I took the time to read your question a little closer, and I have the perfect example.
a good clear example which will illustrate -- ideally, even to non-technical people -- that the naive implementation may technically be a functioning solution to the problem, but practically be utterly unusable.
Try Bogosort!
If bogosort were used to sort a deck of cards, it would consist of checking if the deck were in order, and if it were not, one would throw the deck into the air, pick up the cards up at random, and repeat the process until the deck is sorted.
"Naive implementation" is almost always synonymous with "brute-force implementation". Naive implementations are often intuitive and the first to come to mind, but are also often O(n^2) or worse, thus taking too long too be practical for large inputs.
Programming competitions are full of problems where the naive implementation will fail to run in an acceptable amount of time, and the heart of the problem is coming up with an improved algorithm that is generally much less obvious but runs much more quickly.
Naive implementation is:
intuitive;
first to come in mind;
often inffective and/or buggy incorner cases;
Let's say that someone figures out how to extract a single field from a database and then proceeds to write a web page in PHP or any language that makes a separate query on the database for each field on the page. It works, but will be incredibly slow, inefficient, and difficult to maintain.

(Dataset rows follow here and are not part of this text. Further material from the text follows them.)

//! Exclusion flags.
//!
//! Flags share the derivation registry's shape but always produce 0 or 1;
//! a missing input never raises a flag. The composite alcohol flag is the OR
//! of the three alcohol flags, so it stays set once any of them is set.

use sdd_model::{ColumnKind, Params, Response};

use crate::alcohol::drink_types;
use crate::drugs::{offered_column, tried_column};
use crate::registry::{Derivation, DerivationRegistry, Theme, names};
use crate::smoking::WEEKDAY_COUNTS;

pub const DUMMY_DRUG_FLAG: &str = "dflagdummy";
pub const CIGARETTE_FLAG: &str = "dflagcig";
pub const ALCOHOL_QUANTITY_FLAG: &str = "dflagalcqty";
pub const ALCOHOL_ALL_TYPES_FLAG: &str = "dflagalcall";
pub const ALCOHOL_DAILY_FLAG: &str = "dflagalcdaily";
pub const ALCOHOL_FLAG: &str = "dflagalc";

fn flag(raised: bool) -> Response {
    Response::Value(if raised { 1.0 } else { 0.0 })
}

fn at_least(response: Response, threshold: f64) -> bool {
    response.value().is_some_and(|value| value >= threshold)
}

/// Builds the exclusion flags in evaluation order.
pub fn build_flag_registry(params: &Params) -> DerivationRegistry {
    let mut registry = DerivationRegistry::new();

    registry.register(Derivation::row_wise(
        DUMMY_DRUG_FLAG,
        Theme::Flags,
        vec![
            offered_column(&params.dummy_drug),
            tried_column(&params.dummy_drug),
        ],
        ColumnKind::Discrete,
        |row| flag(row.iter().any(|answer| answer.is(1))),
    ));

    let cig_limit = params.high_cig_quantity;
    registry.register(Derivation::row_wise(
        CIGARETTE_FLAG,
        Theme::Flags,
        names(&WEEKDAY_COUNTS),
        ColumnKind::Discrete,
        move |row| flag(row.iter().any(|count| at_least(*count, cig_limit))),
    ));

    let types = drink_types(params.units_table);
    let alc_limit = params.high_alc_quantity;
    let containers: Vec<String> = types
        .iter()
        .flat_map(|drink| drink.containers.iter().map(|name| (*name).to_string()))
        .collect();
    registry.register(Derivation::row_wise(
        ALCOHOL_QUANTITY_FLAG,
        Theme::Flags,
        containers,
        ColumnKind::Discrete,
        move |row| flag(row.iter().any(|count| at_least(*count, alc_limit))),
    ));

    registry.register(Derivation::row_wise(
        ALCOHOL_ALL_TYPES_FLAG,
        Theme::Flags,
        types.iter().map(|drink| drink.units_column()).collect(),
        ColumnKind::Discrete,
        |row| {
            flag(
                row.iter()
                    .all(|units| units.value().is_some_and(|value| value > 0.0)),
            )
        },
    ));

    let daily_limit = params.high_alc_daily;
    registry.register(Derivation::row_wise(
        ALCOHOL_DAILY_FLAG,
        Theme::Flags,
        names(&["dal7daymean"]),
        ColumnKind::Discrete,
        move |row| flag(row[0].value().is_some_and(|mean| mean > daily_limit)),
    ));

    registry.register(Derivation::row_wise(
        ALCOHOL_FLAG,
        Theme::Flags,
        names(&[
            ALCOHOL_QUANTITY_FLAG,
            ALCOHOL_ALL_TYPES_FLAG,
            ALCOHOL_DAILY_FLAG,
        ]),
        ColumnKind::Discrete,
        |row| flag(row.iter().any(|raised| raised.is(1))),
    ));

    registry
}

#[cfg(test)]
mod tests {
    use super::*;

    #[test]
    fn flag_order_ends_with_composite() {
        let registry = build_flag_registry(&Params::default());
        let names: Vec<&str> = registry.names().collect();
        assert_eq!(
            names,
            vec![
                DUMMY_DRUG_FLAG,
                CIGARETTE_FLAG,
                ALCOHOL_QUANTITY_FLAG,
                ALCOHOL_ALL_TYPES_FLAG,
                ALCOHOL_DAILY_FLAG,
                ALCOHOL_FLAG,
            ]
        );
        assert!(registry.raw_inputs().contains(&"dgofsem"));
    }

    #[test]
    fn thresholds_are_inclusive_for_counts() {
        assert!(at_least(Response::Value(40.0), 40.0));
        assert!(!at_least(Response::NO_ANSWER, 1.0));
    }
}
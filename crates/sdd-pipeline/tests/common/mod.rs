#![allow(dead_code)]

//! Run fixtures shared by the pipeline tests.

use std::fmt::Write as _;
use std::fs;
use std::path::{Path, PathBuf};

use sdd_derive::{build_default_registry, build_flag_registry};
use sdd_model::Params;

pub const PUPILS: usize = 120;

/// A pupil file holding every raw input: -9 throughout except age, sex and
/// the design columns. The last pupil has no weight.
pub fn write_pupils(path: &Path, params: &Params) {
    let derivations = build_default_registry(params);
    let flags = build_flag_registry(params);
    let produced = derivations.output_columns();
    let mut columns: Vec<String> = vec![
        params.id_var.clone(),
        params.strata.clone(),
        params.psu.clone(),
        params.weighting_var.clone(),
        "sex".to_string(),
    ];
    for name in derivations.raw_inputs().into_iter().chain(flags.raw_inputs()) {
        if !produced.contains(&name) && !columns.iter().any(|existing| existing == name) {
            columns.push(name.to_string());
        }
    }

    let mut csv = columns.join(",");
    csv.push('\n');
    for idx in 0..PUPILS {
        let cells: Vec<String> = columns
            .iter()
            .map(|column| match column.as_str() {
                "archsn" => (idx + 1).to_string(),
                "gor" => (idx % 3 + 1).to_string(),
                "archschn" => (idx / 6 + 1).to_string(),
                "pupilwt" if idx == PUPILS - 1 => String::new(),
                "pupilwt" => "1.5".to_string(),
                "sex" => (idx % 2 + 1).to_string(),
                "age" => (11 + idx % 5).to_string(),
                _ => "-9".to_string(),
            })
            .collect();
        writeln!(csv, "{}", cells.join(",")).unwrap();
    }
    fs::write(path, csv).unwrap();
}

const TABLES: &str = r#"
[[table]]
name = "age_by_sex"
strategy = "single_response"
breakdowns = ["sex"]
question = "age1315"

[[table]]
name = "unknown_question"
strategy = "single_response"
question = "nosuchcolumn"

[[table]]
name = "bad_filter"
strategy = "single_response"
question = "age1315"
filter = "sex = 1"

[[table]]
name = "older_pupils"
strategy = "single_response"
breakdowns = ["sex"]
question = "age1315"
filter = "age1315 >= 14"
"#;

pub fn setup(dir: &Path) -> PathBuf {
    let params = Params::default();
    write_pupils(&dir.join("pupils.csv"), &params);
    fs::write(dir.join("teachers.csv"), "tid,q1\n1,2\n2,-9\n").unwrap();
    fs::write(dir.join("params.toml"), "YEAR = \"2023\"\n").unwrap();
    fs::write(dir.join("tables.toml"), TABLES).unwrap();
    let run_file = dir.join("run.toml");
    fs::write(
        &run_file,
        r#"
pupil_data = "pupils.csv"
teacher_data = "teachers.csv"
params = "params.toml"
tables = "tables.toml"
output_dir = "out"
"#,
    )
    .unwrap();
    run_file
}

Naive doesn't mean bad or unusable - it means having certain qualities which pose a problem in a specific context and for a specific purpose.
The classic example of course is sorting. In the context of sorting a list of ten numbers, any old algorithm (except pogo sort) would work pretty well. However, when we get to the scale of thousands of numbers or more, typically we say that selection sort is the naive algorithm because it has the quality of O(n^2) time which would be too slow for our purposes, and that the non-naive algorithm is quicksort because it has the quality of O(n lg n) time which is fast enough for our purposes.
In fact, the case could be made that in the context of sorting a list of ten numbers, quicksort is the naive algorithm, since it will take longer than selection sort.
Determining if a number is prime or not (primality test) is an excellent example.
The naive method just check if n mod x where x = 2..square root(n) is zero for at least one x. This method can get really slow for very large prime numbers and it is not feasible to use in cryptography.
On the other hand there are a couple of probability or fast deterministic tests. These are too complicated to explain here but you might want to check the relevant Wikipedia article on the subject for more information: http://en.wikipedia.org/wiki/Primality_test
Bubble sort over 100,000 thousand entries.
The intuitive algorithms you normally use to sort a deck of cards (insertion sort or selection sort, both O(n^2)) can be considered naive, because they are easy to learn and implement, but would not scale well to a deck of, say, 100000 cards :D . In a general setting, there are faster (O(n log n)) ways to sort a list.
Note, however, that naive does not necessarily mean bad. There are situations where insertion sort is a good choice (say, when you have an already sorted big deck and few unsorted cards to add).
(Haven't seen a truly naive implementation posted yet so...)
The following implementation is "naive", because it does not cover the edge cases, and will break in other cases. It is very simple to understand, and can convey a programming message.
def naive_inverse(x):
return 1/x
It will:
Break on x=0
Do a bad job when passed an integer
You could make it more "mature" by adding these features.
A O(n!) algorithm.
foreach(object o in set1)
{
foreach(object p in set1)
{
// codez
}
}
This will perform fine with small sets and then exponentially worse with larger ones.
Another might be a naive Singleton that doesn't account for threading.
public static SomeObject Instance
{
get
{
if(obj == null)
{
obj = new SomeObject();
}
return obj;
}
}
If two threads access that at the same time it's possible for them to get two different versions. Leading to seriously weird bugs.